Andrés Roca Rey est l’un des principaux protagonistes du mois d’avril, un numéro consacré à l’art et au génie Pablo Picasso, de renommée internationale dans son édition espagnole.
Le jeune homme droitier de Lima, Andrés Roca Rey, est le protagoniste incontesté du numéro d’avril du prestigieux magazine de mode Harpers Bazaar, dans un numéro consacré à l’art. À la figure internationale Pablo Picasso.
Le journaliste Luis Meyer a commencé son reportage et son interview avec Roca Rey ainsi : «Amoureux de la tradition taurine et proche des grands toreros de son temps, s’il était encore parmi nous, Pablo Picasso tomberait amoureux de l’art de celui qu’ils ont déjà désigné comme le meilleur torero de notre époque.

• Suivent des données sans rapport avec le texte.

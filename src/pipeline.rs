use tracing::{info, warn};

use crate::privacy::{
    bucketize, equivalence_classes, fill_common_region, summarize, GroupShuffler,
    KAnonymityEnforcer, NoiseInjector, Pseudonymizer,
};
use crate::types::{
    AnonymizationConfig, AnonymizedRecord, PseudonymStrategy, Qid, QidValues, RawRecord, Result,
    RngStream, RunMetrics, ShuffleTarget, DEFAULT_SEED,
};

/// Released table plus the run's metrics
#[derive(Debug, Clone)]
pub struct AnonymizationRun {
    pub records: Vec<AnonymizedRecord>,
    pub metrics: RunMetrics,
}

/// Anonymize a validated input table.
///
/// Identifiers are pseudonymized and QIDs bucketed at fine grain, the
/// sensitive value is perturbed, k-anonymity is enforced over the QIDs and
/// the shuffle targets are permuted inside each final equivalence class.
pub fn anonymize(records: &[RawRecord], config: &AnonymizationConfig) -> Result<AnonymizationRun> {
    config.validate()?;
    if random_tokens_use_default_seed(config) {
        warn!(
            seed = config.seed,
            "random pseudonyms with the default seed repeat per row position; releases made with default settings link by row order"
        );
    }

    let mut pseudonymizer = Pseudonymizer::new(
        config.pseudonym.clone(),
        config.stream_seed(RngStream::Pseudonym),
    );
    let mut noise = NoiseInjector::new(config.sigma, config.stream_seed(RngStream::Noise))?;

    let player_ids: Vec<String> = records
        .iter()
        .map(|r| pseudonymizer.pseudonymize(&r.identifier))
        .collect();
    let mut qids: Vec<QidValues> = records.iter().map(bucketize).collect();
    let market_values: Vec<f64> = records.iter().map(|r| r.market_value).collect();
    let mut noisy_values = noise.perturb_all(&market_values);
    let mut paces: Vec<f64> = records.iter().map(|r| r.pace).collect();

    let enforcer = KAnonymityEnforcer::new(config.k, config.escalation_order.clone());
    let enforcement = enforcer.enforce(&mut qids);

    let region_fallback_rows = if config.fill_common_region {
        fill_common_region(&mut qids, &enforcement.violators)
    } else {
        0
    };

    let classes: Vec<Vec<usize>> = equivalence_classes(&qids).into_values().collect();
    let mut shuffler = GroupShuffler::new(config.stream_seed(RngStream::Shuffle));
    for target in &config.shuffle_targets {
        match target {
            ShuffleTarget::Pace => shuffler.shuffle_within(&classes, &mut paces),
            ShuffleTarget::MarketValue => shuffler.shuffle_within(&classes, &mut noisy_values),
        }
    }

    let summary = summarize(&qids, config.k);
    let metrics = RunMetrics {
        rows: records.len(),
        k: config.k,
        rounds: enforcement.rounds,
        max_rounds: enforcement.max_rounds,
        equivalence_classes: summary.classes,
        violating_rows: summary.violating_rows,
        shortfall_classes: summary.shortfall_classes,
        min_class_size: summary.min_class_size,
        escalations: enforcement.escalations,
        region_fallback_rows,
        soft_guarantee_met: summary.violating_rows == 0,
        pseudonym_policy: pseudonymizer.linkage_policy().to_string(),
    };

    info!(
        rows = metrics.rows,
        rounds = metrics.rounds,
        classes = metrics.equivalence_classes,
        "anonymization complete"
    );
    if !metrics.soft_guarantee_met {
        warn!(
            k = metrics.k,
            violating_rows = metrics.violating_rows,
            shortfall_classes = metrics.shortfall_classes,
            min_class_size = ?metrics.min_class_size,
            "hierarchies exhausted before every class reached k"
        );
    }

    let released = player_ids
        .into_iter()
        .zip(qids)
        .zip(noisy_values.into_iter().zip(paces))
        .map(|((player_id, values), (noisy, pace))| AnonymizedRecord {
            player_id,
            age_bucket: values[Qid::Age].clone(),
            height_bucket: values[Qid::Height].clone(),
            pos_group: values[Qid::Role].clone(),
            region_nat: values[Qid::Region].clone(),
            market_value_eur_noisy: noisy,
            pace,
        })
        .collect();

    Ok(AnonymizationRun {
        records: released,
        metrics,
    })
}

/// Random tokens depend only on seed and row position, so the fixed default
/// seed makes every default release reuse the same token per row
fn random_tokens_use_default_seed(config: &AnonymizationConfig) -> bool {
    matches!(config.pseudonym, PseudonymStrategy::Random) && config.seed == DEFAULT_SEED
}
use thiserror::Error;

/// Application error type
#[derive(Debug, Error)]
pub enum Error {
    #[error("IO error: {0}")]
    Io(#[from] std::io::Error),

    #[error("CSV error: {0}")]
    Csv(#[from] csv::Error),

    #[error("Excel error: {0}")]
    Excel(#[from] calamine::Error),

    #[error("JSON error: {0}")]
    Json(#[from] serde_json::Error),

    #[error("Unsupported file format: {0}")]
    UnsupportedFormat(String),

    #[error("Required column '{0}' not found in input")]
    MissingColumn(String),

    #[error("Row {row}: required field '{field}' is missing")]
    MissingField { row: usize, field: &'static str },

    #[error("Row {row}: field '{field}' has malformed value '{value}'")]
    MalformedField {
        row: usize,
        field: &'static str,
        value: String,
    },

    #[error("Configuration error: {0}")]
    Config(String),

    #[error("Invalid input: {0}")]
    InvalidInput(String),
}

ANDRÉS ROCA REY reçoit Harper’s Bazaar à portagayola pour parler de comment se connecter avec le calme de la campagne, plonger dans le silence pour retrouver la concentration et pourquoi la vie est considérée à court terme.”
«Cela n’a pas été un chemin facile, laisser ma famille et mes amis au Pérou et arriver dans un endroit inconnu pour moi, si jeune, m’a fait ressentir une solitude insupportable.», a avoué Andrés à son interlocuteur avec un timbre doux, lent, presque timide, qui contraste avec son saut dans le ring : d’abord il le parcourt au ralenti, presque hiératique, arrogant comme le racontait Luis Miguel Dominguín Meyer.
Dans cette interview et dans un environnement social, les questions sur la façon dont Andrés voit la situation animale ne pouvaient pas manquer et il résout ainsi la question : «Le fait que la plupart des gens ne soient pas en contact avec la nature, je pense, est l’une des raisons pour lesquelles le monde est en quelque sorte à l’envers aujourd’hui. Être en contact avec la campagne et les animaux vous fait voir la vie d’une manière différente. C’est la vraie vie, c’est de cela qu’il faut s’occuper. La ville est un artifice de bâtiments, de modernités, de voitures et de pollution. Le lait ne vient pas du frigo mais d’un animal, et le problème c’est que la plupart des enfants n’en sont pas sûrs car ils savent parfaitement se servir d’un iPhone, mais ils n’ont jamais vu comment traire une vache».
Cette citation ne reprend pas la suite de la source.